Surabaya – LiputanJatimBersatu,com. Dugaan penyalahgunaan wewenang di tubuh Badan Narkotika Nasional Provinsi (BNNP) Jawa Timur kian menjadi sorotan publik. Hal ini mencuat menyusul pemindahan Ivan Kuncoro Cs dari LRPPN BI Surabaya ke Yayasan Orbit yang diduga dilakukan secara sepihak dan terkesan dipaksakan.
Menanggapi pemberitaan tersebut, awak media telah berupaya melakukan konfirmasi kepada Kabid Pemberantasan BNNP Jatim, Kombes Pol Muhammad. Namun hingga berita ini diturunkan, tidak ada satu pun tanggapan atau klarifikasi yang diberikan.

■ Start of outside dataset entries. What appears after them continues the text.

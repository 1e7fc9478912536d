//! The lint pipeline state machine.
//!
//! ```text
//! Idle/Rendered --edit--> Pending --deadline--> Analyzing --> Rendered
//! ```
//!
//! Analysis runs synchronously inside [`PipelineController::run_cycle`], so a
//! new cycle can never start while another is in progress and results are
//! applied in the order analyses were invoked.

use peglint_diagnostics::{Diagnostic, Position, Stage, resolve_target};
use serde::Serialize;
use tracing::{debug, info, warn};
use web_time::Instant;

use crate::buffer::{Snapshot, SourceBuffer};
use crate::config::{PipelineConfig, StorageKeys};
use crate::debounce::Debouncer;
use crate::gateway::{AnalysisError, AnalysisGateway, Analyzer};
use crate::render::{RenderState, render};
use crate::store::KeyValueStore;

/// Where the controller is in its cycle.
#[derive(Debug, Clone, Copy, PartialEq, Eq, Serialize)]
#[serde(rename_all = "lowercase")]
pub enum PipelineState {
    /// Nothing has run yet.
    Idle,
    /// An edit armed the debouncer.
    Pending,
    /// The analyzer is being called.
    Analyzing,
    /// The last cycle finished (successfully or not).
    Rendered,
}

/// How an analysis cycle ended.
#[derive(Debug)]
pub enum CycleOutcome {
    /// Grammar text was empty; everything was cleared without analysis.
    Empty,
    /// A new result was rendered.
    Rendered,
    /// Analysis failed; the previous render was kept.
    Failed(AnalysisError),
}

impl CycleOutcome {
    /// Whether the displayed state was replaced.
    pub fn replaced_render(&self) -> bool {
        !matches!(self, CycleOutcome::Failed(_))
    }
}

/// Cursor move produced by activating a diagnostic.
#[derive(Debug, Clone, Copy, PartialEq, Eq, Serialize)]
pub struct NavigationTarget {
    /// Buffer to move the cursor in.
    pub stage: Stage,
    /// 0-based line.
    pub line: u32,
    /// 0-based column.
    pub column: u32,
}

impl NavigationTarget {
    /// The target as a buffer position.
    pub fn position(&self) -> Position {
        Position::new(self.line, self.column)
    }
}

/// What the debouncer carries: the edit that armed it.
#[derive(Debug, Clone, Copy)]
struct Trigger {
    stage: Stage,
    version: u64,
}

/// Mediates between live edits and the synchronous analyzer.
#[derive(Debug)]
pub struct PipelineController<A, S> {
    gateway: AnalysisGateway<A>,
    store: S,
    keys: StorageKeys,
    grammar: SourceBuffer,
    code: SourceBuffer,
    debouncer: Debouncer<Trigger>,
    state: PipelineState,
    rendered: RenderState,
    cycles: u64,
}

impl<A: Analyzer, S: KeyValueStore> PipelineController<A, S> {
    /// Create a controller and restore both buffers from `store`.
    ///
    /// Missing keys restore as empty text. Nothing is analyzed until
    /// [`PipelineController::start`].
    pub fn new(gateway: AnalysisGateway<A>, store: S, config: PipelineConfig) -> Self {
        let mut grammar = SourceBuffer::new(Stage::Grammar);
        let mut code = SourceBuffer::new(Stage::Code);
        grammar.load(store.get(&config.keys.grammar).unwrap_or_default());
        code.load(store.get(&config.keys.code).unwrap_or_default());

        Self {
            gateway,
            store,
            keys: config.keys,
            grammar,
            code,
            debouncer: Debouncer::new(config.debounce),
            state: PipelineState::Idle,
            rendered: RenderState::default(),
            cycles: 0,
        }
    }

    /// Run the startup cycle with whatever text was restored.
    pub fn start(&mut self) -> CycleOutcome {
        info!(
            grammar_bytes = self.grammar.text().len(),
            code_bytes = self.code.text().len(),
            "starting lint pipeline"
        );
        self.run_cycle()
    }

    /// Record an edit to one buffer and re-arm the debouncer.
    ///
    /// Returns the buffer's new version.
    pub fn edit(&mut self, stage: Stage, text: impl Into<String>, now: Instant) -> u64 {
        let version = self.buffer_mut(stage).edit(text);
        let replaced = self.debouncer.schedule(Trigger { stage, version }, now);
        debug!(%stage, version, replaced, "analysis scheduled");
        self.state = PipelineState::Pending;
        version
    }

    /// Run a cycle if the debounced trigger is due.
    pub fn poll(&mut self, now: Instant) -> Option<CycleOutcome> {
        let trigger = self.debouncer.take_due(now)?;
        debug!(stage = %trigger.stage, version = trigger.version, "debounce elapsed");
        Some(self.run_cycle())
    }

    /// Time until the armed trigger is due, if one is armed.
    pub fn time_until_due(&self, now: Instant) -> Option<std::time::Duration> {
        self.debouncer.time_until_due(now)
    }

    /// Snapshot, persist, analyze and render, right now.
    pub fn run_cycle(&mut self) -> CycleOutcome {
        self.state = PipelineState::Analyzing;
        self.cycles += 1;
        let snapshot = Snapshot::capture(&self.grammar, &self.code);
        self.persist(&snapshot);

        let outcome = if snapshot.grammar.is_empty() {
            self.rendered = render(None);
            CycleOutcome::Empty
        } else {
            match self.gateway.analyze(&snapshot.grammar, &snapshot.code) {
                Ok(result) => {
                    self.rendered = render(Some(&result));
                    CycleOutcome::Rendered
                }
                Err(err) => {
                    warn!(
                        error = %err,
                        grammar_version = snapshot.grammar_version,
                        code_version = snapshot.code_version,
                        "analysis failed; keeping previous result"
                    );
                    CycleOutcome::Failed(err)
                }
            }
        };

        self.state = if self.debouncer.is_pending() {
            PipelineState::Pending
        } else {
            PipelineState::Rendered
        };
        debug!(
            cycle = self.cycles,
            grammar = ?self.rendered.grammar.badge(),
            code = ?self.rendered.code.badge(),
            "cycle finished"
        );
        outcome
    }

    fn persist(&mut self, snapshot: &Snapshot) {
        for (key, text) in [
            (&self.keys.grammar, &snapshot.grammar),
            (&self.keys.code, &snapshot.code),
        ] {
            if let Err(err) = self.store.set(key, text) {
                warn!(%key, error = %err, "failed to persist buffer");
            }
        }
    }

    /// Move the cursor of the buffer `diagnostic` belongs to and focus it.
    pub fn on_diagnostic_activated(
        &mut self,
        stage: Stage,
        diagnostic: &Diagnostic,
    ) -> NavigationTarget {
        let position = resolve_target(diagnostic);
        let other = match stage {
            Stage::Grammar => Stage::Code,
            Stage::Code => Stage::Grammar,
        };
        self.buffer_mut(other).blur();
        let buffer = self.buffer_mut(stage);
        buffer.navigate_to(position);
        buffer.focus();
        NavigationTarget {
            stage,
            line: position.line,
            column: position.column,
        }
    }

    /// Activate the `index`-th rendered diagnostic of `stage`.
    ///
    /// Returns `None` if no such diagnostic is currently displayed.
    pub fn activate(&mut self, stage: Stage, index: usize) -> Option<NavigationTarget> {
        let diagnostic = self.rendered.stage(stage).diagnostics().get(index)?.clone();
        Some(self.on_diagnostic_activated(stage, &diagnostic))
    }
}

impl<A, S> PipelineController<A, S> {
    /// Current display state.
    pub fn rendered(&self) -> &RenderState {
        &self.rendered
    }

    /// Current state-machine state.
    pub fn state(&self) -> PipelineState {
        self.state
    }

    /// Number of cycles run, including empty and failed ones.
    pub fn cycles(&self) -> u64 {
        self.cycles
    }

    /// One of the two buffers.
    pub fn buffer(&self, stage: Stage) -> &SourceBuffer {
        match stage {
            Stage::Grammar => &self.grammar,
            Stage::Code => &self.code,
        }
    }

    fn buffer_mut(&mut self, stage: Stage) -> &mut SourceBuffer {
        match stage {
            Stage::Grammar => &mut self.grammar,
            Stage::Code => &mut self.code,
        }
    }

    /// The analysis gateway.
    pub fn gateway(&self) -> &AnalysisGateway<A> {
        &self.gateway
    }

    /// The persistence store.
    pub fn store(&self) -> &S {
        &self.store
    }
}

Sikap serupa juga ditunjukkan oleh Ibu Sofie, yang diduga menjabat sebagai Kasi Tim Asesmen Terpadu (TAT) BNNP Jatim. Upaya konfirmasi melalui aplikasi WhatsApp yang dilakukan pada Selasa (10/02/2026) juga berujung tanpa respon.
Sikap bungkam para pejabat BNNP Jatim tersebut memunculkan dugaan kuat minimnya transparansi publik dan mempertegas perlunya evaluasi menyeluruh terhadap kinerja lembaga tersebut. BNNP Jatim dinilai abai terhadap kekecewaan yang dirasakan LRPPN BI Surabaya, sekaligus mengabaikan hak publik untuk memperoleh informasi yang jelas dan akuntabel.
Lebih jauh, muncul dugaan bahwa keputusan pemindahan tersebut sarat penyalahgunaan wewenang dan dilakukan secara sewenang-wenang, tanpa mempertimbangkan dampak sosial serta reaksi masyarakat yang kini ramai memperbincangkan kasus tersebut.
Kredibilitas BNNP Jatim sebagai lembaga independen pemberantasan narkoba pun dipertaruhkan. Terlebih, Ivan Kuncoro diketahui merupakan anak seorang pengusaha besar di dunia hiburan Surabaya, sosok yang disebut-sebut memiliki kekuatan finansial yang tidak bisa dianggap remeh.
Di tengah polemik yang berkembang, tindakan BNNP Jatim khususnya peran Ibu Sofie menuai beragam penilaian publik. Bahkan, tak sedikit masyarakat yang menaruh kecurigaan adanya permainan uang bernilai fantastis, sehingga Ivan Kuncoro Cs diduga mendapat perlakuan istimewa, termasuk perubahan keputusan rehabilitasi dari LRPPN BI Surabaya ke Yayasan Orbit.